**** RECORDS SHOWN

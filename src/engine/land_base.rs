use std::collections::BTreeMap;

use log::{debug, info};

use crate::engine::prelude::*;

/// Colored pips per color, WUBRG ordered. Colors without pips are absent.
pub type PipCount = BTreeMap<ManaType, usize>;

/// Basic lands per color; `Colorless` stands for Wastes.
pub type BasicLandBase = BTreeMap<ManaType, usize>;

/// Pips across every chosen nonland card, one count per copy in the deck.
pub fn count_pips(deck: &DeckConstruction) -> PipCount {
    let mut pips = PipCount::new();
    for (card, qty) in deck.chosen().filter(|(card, _)| !card.is_land()) {
        for pip in card.cost.mana.iter().filter(|pip| pip.is_colored()) {
            *pips.entry(*pip).or_insert(0) += qty;
        }
    }
    pips
}

/// Splits `lands_to_add` basics across colors in proportion to the deck's
/// pips.
///
/// Without any pips everything goes to the first color of the spec's
/// identity, or to Wastes for a colorless identity. Otherwise each color gets
/// its rounded share and the rounding error is walked back one land at a
/// time: shortfalls go to the color with the most pips, overshoots come off
/// the color with the fewest pips that still has a land. Ties go to the
/// earlier color in WUBRG order.
pub fn synthesize_basics(deck: &DeckConstruction, lands_to_add: usize) -> BasicLandBase {
    let mut base = BasicLandBase::new();
    if lands_to_add == 0 {
        return base;
    }

    let pips = count_pips(deck);
    let total_pips: usize = pips.values().sum();
    if total_pips == 0 {
        let color = deck.spec.color_identity.first().unwrap_or(ManaType::Colorless);
        info!("lands: no colored pips, all {} basics go to {}", lands_to_add, color.basic_land());
        base.insert(color, lands_to_add);
        return base;
    }

    for (color, count) in &pips {
        let share = lands_to_add as f64 * *count as f64 / total_pips as f64;
        base.insert(*color, share.round() as usize);
    }
    debug!("lands: pips {:?}, rounded shares {:?}", pips, base);

    loop {
        let allocated: usize = base.values().sum();
        if allocated < lands_to_add {
            let Some(color) = most_pips(&pips) else { break };
            *base.entry(color).or_insert(0) += 1;
        } else if allocated > lands_to_add {
            let Some(color) = fewest_pips_with_land(&pips, &base) else { break };
            if let Some(count) = base.get_mut(&color) {
                *count -= 1;
            }
        } else {
            break;
        }
    }

    info!("lands: basic land base {:?}", base);
    base
}

fn most_pips(pips: &PipCount) -> Option<ManaType> {
    let mut best: Option<(ManaType, usize)> = None;
    for (color, count) in pips {
        if best.map_or(true, |(_, most)| *count > most) {
            best = Some((*color, *count));
        }
    }
    best.map(|(color, _)| color)
}

fn fewest_pips_with_land(pips: &PipCount, base: &BasicLandBase) -> Option<ManaType> {
    pips.iter()
        .filter(|(color, _)| base.get(*color).copied().unwrap_or(0) > 0)
        .min_by_key(|(_, count)| **count)
        .map(|(color, _)| *color)
}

********

- [TASK ITEM] Nothing except a number is needed: how many lines of the entries contain the word "deck"?

- [OUTPUT BELOW] 7